> How to complete this task
Every line of the material below that holds the string "struct" should be copied.

> Excerpted records

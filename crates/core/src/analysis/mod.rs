use serde::{Deserialize, Serialize};

use crate::{
    beat::{BeatDetector, BeatEvent},
    config::AppConfig,
    onset::OnsetDetector,
    spectrum::{Spectrum, SpectrumAnalyzer, BAND_COUNT},
    Result,
};

/// Summary of the analysis metadata accumulated so far.
#[derive(Debug, Clone, Serialize, Deserialize, Default, PartialEq)]
pub struct AnalysisSummary {
    pub sample_rate: u32,
    pub transform_size: usize,
    pub frames: usize,
    pub beats: usize,
    pub tempo_bpm: Option<f32>,
    pub duration_seconds: f32,
}

/// Features extracted from one sample block.
#[derive(Debug, Clone, Default, PartialEq, Serialize, Deserialize)]
pub struct AnalysisFrame {
    /// Start of the block, in milliseconds since the first block.
    pub time_ms: f64,
    pub rms: f32,
    pub onset_strength: f32,
    pub spectral_flux: f32,
    pub band_levels: [f32; BAND_COUNT],
    pub peak_frequency: f32,
    pub peak_magnitude: f32,
    pub beat: Option<BeatEvent>,
}

/// Runs the full per-block pipeline: spectrum, beat detection against the
/// previous spectrum, and onset detection against the previous loudness.
///
/// Every block must hold exactly `transform_size` samples (twice that for
/// interleaved stereo). The engine is not synchronised; wrap it yourself if
/// it has to be shared between threads.
///
/// Frames are kept for later lookup. Set `AnalyzerConfig::max_frames` to
/// bound memory on long streams; the oldest frames are dropped first.
#[derive(Debug)]
pub struct AnalysisEngine {
    use_window: bool,
    analyzer: SpectrumAnalyzer,
    beats: BeatDetector,
    onsets: OnsetDetector,
    previous: Spectrum,
    previous_energy: f32,
    summary: AnalysisSummary,
    frames: Vec<AnalysisFrame>,
    max_frames: Option<usize>,
}

impl AnalysisEngine {
    /// Creates an engine with the default configuration.
    pub fn new() -> Self {
        Self::from_config(&AppConfig::default())
    }

    pub fn from_config(config: &AppConfig) -> Self {
        let analyzer = SpectrumAnalyzer::from_config(&config.analyzer);
        let previous = Spectrum::silent(analyzer.transform_size(), analyzer.sample_rate());
        let summary = AnalysisSummary {
            sample_rate: analyzer.sample_rate(),
            transform_size: analyzer.transform_size(),
            ..Default::default()
        };

        Self {
            use_window: config.analyzer.use_window,
            analyzer,
            beats: BeatDetector::from_config(&config.beat),
            onsets: OnsetDetector::from_config(&config.onset),
            previous,
            previous_energy: 0.0,
            summary,
            frames: Vec::new(),
            max_frames: config.analyzer.max_frames,
        }
    }

    /// Number of mono samples expected per block.
    pub fn block_size(&self) -> usize {
        self.analyzer.transform_size()
    }

    pub fn sample_rate(&self) -> u32 {
        self.analyzer.sample_rate()
    }

    pub fn analyzer(&self) -> &SpectrumAnalyzer {
        &self.analyzer
    }

    pub fn beat_detector(&self) -> &BeatDetector {
        &self.beats
    }

    /// Returns metadata collected so far about the analysed stream.
    pub fn summary(&self) -> &AnalysisSummary {
        &self.summary
    }

    /// Clears the accumulated state while preserving configuration.
    pub fn reset(&mut self) {
        self.beats.reset();
        self.previous = Spectrum::silent(self.analyzer.transform_size(), self.analyzer.sample_rate());
        self.previous_energy = 0.0;
        self.summary = AnalysisSummary {
            sample_rate: self.analyzer.sample_rate(),
            transform_size: self.analyzer.transform_size(),
            ..Default::default()
        };
        self.frames.clear();
    }

    /// Analyses one mono block.
    pub fn process_block(&mut self, samples: &[f32]) -> Result<AnalysisFrame> {
        let spectrum = self.analyzer.analyze(samples, self.use_window)?;
        Ok(self.finish_frame(spectrum, samples))
    }

    /// Analyses one interleaved stereo block.
    pub fn process_stereo_block(&mut self, interleaved: &[f32]) -> Result<AnalysisFrame> {
        let spectrum = self.analyzer.analyze_stereo(interleaved, self.use_window)?;
        Ok(self.finish_frame(spectrum, interleaved))
    }

    /// Most recently analysed block.
    pub fn latest_frame(&self) -> Option<&AnalysisFrame> {
        self.frames.last()
    }

    /// Retained frames in block order.
    pub fn frames(&self) -> &[AnalysisFrame] {
        &self.frames
    }

    /// Features of the block playing at `time_ms`: the last retained frame
    /// that starts at or before it. Earlier times, and times before the
    /// oldest retained frame, get an empty frame stamped with `time_ms`.
    pub fn sample_at(&self, time_ms: f64) -> AnalysisFrame {
        let started = self.frames.partition_point(|frame| frame.time_ms <= time_ms);
        match started.checked_sub(1) {
            Some(index) => self.frames[index].clone(),
            None => AnalysisFrame {
                time_ms,
                ..Default::default()
            },
        }
    }

    fn frame_duration_ms(&self) -> f64 {
        self.analyzer.transform_size() as f64 * 1000.0 / self.analyzer.sample_rate() as f64
    }

    fn finish_frame(&mut self, spectrum: Spectrum, samples: &[f32]) -> AnalysisFrame {
        let frame_ms = self.frame_duration_ms();
        let time_ms = self.summary.frames as f64 * frame_ms;

        let beat = self.beats.detect_at(&spectrum, &self.previous, time_ms);
        let onset_strength = self.onsets.detect(samples, self.previous_energy);
        let rms = self.onsets.current_energy();
        self.previous_energy = rms;

        let frame = AnalysisFrame {
            time_ms,
            rms,
            onset_strength,
            spectral_flux: self.beats.last_flux(),
            band_levels: spectrum.band_levels,
            peak_frequency: spectrum.peak_frequency,
            peak_magnitude: spectrum.peak_magnitude,
            beat,
        };

        self.summary.frames += 1;
        if frame.beat.is_some() {
            self.summary.beats += 1;
        }
        self.summary.tempo_bpm = self.beats.tempo_bpm();
        self.summary.duration_seconds = ((time_ms + frame_ms) / 1000.0) as f32;

        self.previous = spectrum;
        self.frames.push(frame.clone());
        if let Some(limit) = self.max_frames {
            if self.frames.len() > limit {
                let excess = self.frames.len() - limit;
                self.frames.drain(..excess);
            }
        }
        frame
    }
}

impl Default for AnalysisEngine {
    fn default() -> Self {
        Self::new()
    }
}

> Response to the task
pub struct AnalysisSummary {
pub struct AnalysisFrame {
pub struct AnalysisEngine {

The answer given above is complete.